Example — a shirt reaching a mall: Cotton farm (Vidarbha, Maharashtra) → Cotton trader → Ginning mill → Yarn spinner → Fabric weaver (Surat, Gujarat) → Garment manufacturer (Tirupur, Tamil Nadu) → Exporter/importer → Brand → Mall → Consumer
At each stage:
- Value is added (cotton → yarn → fabric → garment)
- Someone takes a profit margin
- Labour at each stage may be paid very little
Where profit goes vs where labour is:
- The garment worker in Tirupur may earn ₹10,000–15,000/month making shirts sold for ₹1,500–5,000 each
- The brand/designer at the end captures most of the profit (brand value, not labour)

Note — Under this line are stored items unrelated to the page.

//! Built-in practice scenarios

use once_cell::sync::Lazy;

use super::types::*;
use crate::display::format_clock;
use crate::state::{Cards, Priority, Side, StateOverride, BOUT_SECS};

pub const RESET_FOR_POOL_MATCH: &str = "reset-pool-match";

/// Scenario constructors keyed by id; each takes the configured bout length.
const BUILDERS: &[(&str, fn(u32) -> Scenario)] =
    &[(RESET_FOR_POOL_MATCH, reset_for_pool_match)];

static BUILTIN: Lazy<Vec<Scenario>> =
    Lazy::new(|| BUILDERS.iter().map(|(_, build)| build(BOUT_SECS)).collect());

/// Every scenario shipped with the crate, in menu order, for a standard bout.
pub fn builtin() -> &'static [Scenario] {
    &BUILTIN
}

pub fn find(id: &str) -> Option<&'static Scenario> {
    BUILTIN.iter().find(|s| s.id == id)
}

/// Build the scenario `id` for a bout of `bout_secs`.
pub fn build(id: &str, bout_secs: u32) -> Option<Scenario> {
    BUILDERS.iter().find(|(name, _)| *name == id).map(|(_, build)| build(bout_secs))
}

/// The machine is left over from the previous bout; put it back to a clean
/// pool-bout setup.
pub fn reset_for_pool_match(bout_secs: u32) -> Scenario {
    Scenario {
        id: RESET_FOR_POOL_MATCH.to_string(),
        name: "Reset for Pool Match".to_string(),
        description: "The last bout left the machine with scores, a card, priority and \
                      the match count still showing."
            .to_string(),
        task: "Get the machine ready for the next pool bout.".to_string(),
        initial_state: StateOverride {
            left_score: Some(5),
            right_score: Some(6),
            time_remaining: Some(21.min(bout_secs.saturating_sub(1))),
            priority: Some(Priority::Right),
            match_count: Some(3),
            left_card: Some(Cards { yellow: true, red: false }),
            ..Default::default()
        },
        steps: vec![
            Step::new(
                "reset-time",
                &format!("Reset the time to {}", format_clock(bout_secs)),
                StepCondition::TimeRemaining(ComparisonOp::Equal, bout_secs),
            ),
            Step::new(
                "reset-score",
                "Reset both scores to 0",
                StepCondition::And(vec![
                    StepCondition::Score(Side::Left, ComparisonOp::Equal, 0),
                    StepCondition::Score(Side::Right, ComparisonOp::Equal, 0),
                ]),
            ),
            Step::new("reset-priority", "Clear priority", StepCondition::Priority(Priority::None)),
            Step::new("reset-cards", "Clear all cards", StepCondition::NoCards),
            Step::new(
                "reset-match-count",
                "Turn off the match count",
                StepCondition::MatchCount(ComparisonOp::Equal, 0),
            ),
        ],
    }
}
//! Tutorial System
//!
//! Guided practice on top of the live match state. A scenario seeds the state
//! and lists steps; the session re-judges every step whenever the state changes.

pub mod conditions;
pub mod scenarios;
pub mod session;
pub mod types;

pub use conditions::{ConditionEvaluator, CustomCondition};
pub use session::{StepProgress, TutorialSession};
pub use types::{ComparisonOp, Scenario, Step, StepCondition};
//! Click Disambiguator
//!
//! Classifies activations of one control as single or double by comparing
//! against the previous activation. The timestamp is updated on every
//! activation, so a rapid burst reads single, double, double, ...

use std::time::Duration;

use serde::Serialize;

#[derive(Debug, Clone, Copy, PartialEq, Eq, Serialize)]
#[serde(rename_all = "lowercase")]
pub enum ClickKind {
    Single,
    Double,
}

#[derive(Debug, Clone)]
pub struct ClickDisambiguator {
    window: Duration,
    last: Option<Duration>,
}

impl ClickDisambiguator {
    pub fn new(window: Duration) -> Self {
        Self { window, last: None }
    }

    pub fn window(&self) -> Duration {
        self.window
    }

    /// Record an activation at `now` and classify it. A gap strictly shorter
    /// than the window is a double.
    pub fn classify(&mut self, now: Duration) -> ClickKind {
        let kind = match self.last {
            Some(prev) if now.saturating_sub(prev) < self.window => ClickKind::Double,
            _ => ClickKind::Single,
        };
        self.last = Some(now);
        kind
    }

    /// Forget the previous activation.
    pub fn reset(&mut self) {
        self.last = None;
    }
}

- This global/national pattern of labour exploitation in global supply chains is a major social justice issue
APMC (Agricultural Produce Market Committee) system:
- Mandis (wholesale agricultural markets) regulated by state governments under APMC Acts
- Farmers supposed to sell to licensed traders at APMC; price determined by auction
- Problems: Cartelisation by traders; farmer gets low price; storage inadequate; fees on transactions
- Farm laws 2020: Attempted to allow farmers to sell outside APMC; repealed 2021 after farmer protests
- eNAM (National Agriculture Market): Online trading platform for agricultural commodities; connects APMCs electronically; farmers can get better prices; ongoing expansion
Market Inequalities
UPSC GS3 — Agricultural marketing:
Why farmers get a low price:
- No storage: Farmer must sell immediately at harvest when prices are lowest (supply glut)
- No information: Farmer doesn't know prices in distant markets; middleman has information advantage
- Debt: Farmer often indebted to the same moneylender/trader who buys the crop — can't negotiate freely
- Lack of bargaining power: Individual small farmer has no leverage vs organised traders
- Infrastructure: Roads, cold storage, processing — poor in rural India → produce spoils → forced to sell cheap
Policy responses:
- Minimum Support Price (MSP): Government-announced floor price for ~23 crops; but most farmers don't receive MSP (only ~6–7% of farmers sell at MSP through government procurement)
- PM-AASHA scheme: Assures MSP payment through procurement or price deficiency payment
- FPOs (Farmer Producer Organisations): Collective marketing by groups of farmers; NABARD supporting 10,000 FPOs
- Cold storage expansion: Pradhan Mantri Kisan Sampada Yojana; reduce post-harvest losses
Post-harvest losses:
- India loses ~16–18% of fruits and vegetables post-harvest (lack of cold chain)
- Total food waste: ~68–70 million tonnes/year (significant for food security)
Retail revolution:
- India's retail market: ~$1 trillion (2024); organised retail only ~15–20%
- Kirana stores (12+ million): Still dominant; adapted by joining e-commerce platforms (Dunzo, Blinkit)
- FDI in multi-brand retail: Not allowed (100% FDI in single-brand retail allowed; multi-brand limited); major controversy (Walmart-Flipkart deal structured around single brand)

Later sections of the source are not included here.